Objective: To assess the long-term relationships between 24-h ambulatory blood pressure (AMBP), urinary albumin excretion (UAE) rate, and metabolic control in non-insulin-dependent diabetes mellitus (NIDDM) patients with normo- and microalbuminuria.
Research design and methods: We conducted a prospective study of 23 NIDDM patients (11 with normoalbuminuria and 12 with microalbuminuria) receiving standard clinical care, including antihypertensive treatment, attending the outpatient clinic and 8 healthy control subjects. Twenty-four-hour AMBP and UAE were measured synchronously in addition to fasting plasma glucose, HbA1c, and serum creatinine at baseline and after 4.6 (4.2-5.1) years [mean (range)].
Results: Baseline systolic, but not diastolic, 24-h AMBP was significantly higher in diabetic patients compared with control subjects (146/80 [16/11] vs. 133/78 [9/9] mmHg, P < 0.05), but was similar in normoalbuminuric (143/81 [11/11] mmHg) and microalbuminuric (148/80 [20/10] mmHg) patients during strict blood pressure control. The annual increase in 24-h AMBP was equivalent in diabetic patients (0.6/-0.2 [2.6/1.5] mmHg/year) and control subjects (0.7/0.2 [1.2/1.4] mmHg/year, NS) and not significantly different from zero. Overall UAE did not change in control subjects (5.6 [1.6] vs. 4.4 [1.9]) (geometric mean [antilog SD]) or in the normoalbuminuric (8.7 [1.7] vs. 11.3 [3.0] micrograms/min) and microalbuminuric (35.7 [2.1] vs. 34.5 [3.2] micrograms/min) patients.

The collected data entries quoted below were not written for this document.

//! # Member HTTP Handlers
//!
//! 회원 가입, 로그인, 로그아웃 엔드포인트입니다.
//!
//! | 메서드 | 경로 | 인증 | 설명 |
//! |--------|------|------|------|
//! | `POST` | `/api/member/signup` | - | 회원 가입 |
//! | `POST` | `/api/member/login` | - | 로그인, 액세스/리프레시 토큰 발급 |
//! | `POST` | `/api/member/logout` | 필요 | 리프레시 토큰 삭제 |
//! | `GET` | `/api/member/me` | 필요 | 내 정보 조회 |
//!
//! 인증이 필요한 핸들러는 `AuthMiddleware`가 등록한 [`AuthenticatedMember`]를
//! 추출자로 받습니다. 라우트 등록은 `routes` 모듈을 참고하세요.

use actix_web::{post, web, HttpResponse};
use validator::Validate;

use crate::core::errors::AppError;
use crate::domain::dto::members::request::{LoginRequest, SignupRequest};
use crate::domain::models::auth::AuthenticatedMember;
use crate::services::members::MemberService;

/// 회원 가입
#[post("/signup")]
pub async fn signup(
    payload: web::Json<SignupRequest>,
) -> Result<HttpResponse, AppError> {
    payload
        .validate()
        .map_err(|e| AppError::ValidationError(e.to_string()))?;

    let service = MemberService::instance();
    let response = service.signup(payload.into_inner()).await?;

    Ok(HttpResponse::Ok().json(response))
}

/// 로그인
///
/// 성공 시 액세스 토큰과 리프레시 토큰을 반환하고,
/// 리프레시 토큰은 Redis `RT:<memberId>`에 저장됩니다.
#[post("/login")]
pub async fn login(
    payload: web::Json<LoginRequest>,
) -> Result<HttpResponse, AppError> {
    payload
        .validate()
        .map_err(|e| AppError::ValidationError(e.to_string()))?;

    let service = MemberService::instance();
    let response = service.login(payload.into_inner()).await?;

    Ok(HttpResponse::Ok().json(response))
}

/// 로그아웃
///
/// 인증된 회원의 리프레시 토큰을 삭제합니다.
/// 이미 발급된 액세스 토큰은 만료 시까지 유효합니다.
pub async fn logout(member: AuthenticatedMember) -> Result<HttpResponse, AppError> {
    let service = MemberService::instance();
    let response = service.logout(&member.member_id).await?;

    Ok(HttpResponse::Ok().json(response))
}

/// 내 정보 조회
pub async fn me(member: AuthenticatedMember) -> Result<HttpResponse, AppError> {
    let service = MemberService::instance();
    let response = service.get_member(&member.member_id).await?;

    Ok(HttpResponse::Ok().json(response))
}
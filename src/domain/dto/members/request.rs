//! 회원 요청 DTO
//!
//! 회원가입/로그인 요청 본문을 매핑하고 `validator`로 입력을 검증합니다.
use serde::{Deserialize, Serialize};
use validator::Validate;

/// 회원가입 요청 구조체
#[derive(Debug, Clone, Serialize, Deserialize, Validate)]
pub struct SignupRequest {
    /// 로그인에 사용할 이메일
    #[validate(
        email(message = "유효한 이메일 주소를 입력해주세요"),
        length(max = 100, message = "이메일은 100자 이하여야 합니다")
    )]
    pub email: String,

    /// 평문 비밀번호. bcrypt 입력 한계인 72바이트를 넘을 수 없습니다.
    #[validate(length(min = 1, max = 72, message = "비밀번호는 1-72자 사이여야 합니다"))]
    pub password: String,

    /// 표시 이름
    #[validate(length(min = 1, max = 100, message = "이름은 1-100자 사이여야 합니다"))]
    pub name: String,
}

/// 로그인 요청 구조체
#[derive(Debug, Clone, Serialize, Deserialize, Validate)]
pub struct LoginRequest {
    #[validate(email(message = "유효한 이메일 주소를 입력해주세요"))]
    pub email: String,

    #[validate(length(min = 1, message = "비밀번호를 입력해주세요"))]
    pub password: String,
}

In diabetic patients, the annual change in UAE correlated significantly with the annual change in the systolic (r = 0.61, P < 0.002) and diastolic (r = 0.54, P < 0.008) 24-h AMBP. In microalbuminuric patients, only the annual increase in systolic 24-h AMBP correlated significantly with the annual change in UAE (r = 0.71, P = 0.010), whereas in the normoalbuminuric patients, only the annual increase in diastolic 24-h AMBP and the annual change in UAE were significantly correlated (r = 0.66, P = 0.026). In a stepwise multiple linear regression analysis, the annual progression in albuminuria in NIDDM patients was significantly determined by increases in systolic (parameter estimate 0.018, SE 0.006, P < 0.008) as well as in diastolic 24-h AMBP (parameter estimate 0.026, SE 0.011, P < 0.033).
Conclusions: In an outpatient clinical setting, 24-h AMBP is similar in NIDDM patients with normo- and microalbuminuria. Alterations in both 24-h AMBP and UAE are on average moderate and equivalent compared with those in healthy control subjects. Although the average change in albuminuria is small, a progression in albuminuria relates to increments in both systolic and diastolic 24-h AMBP.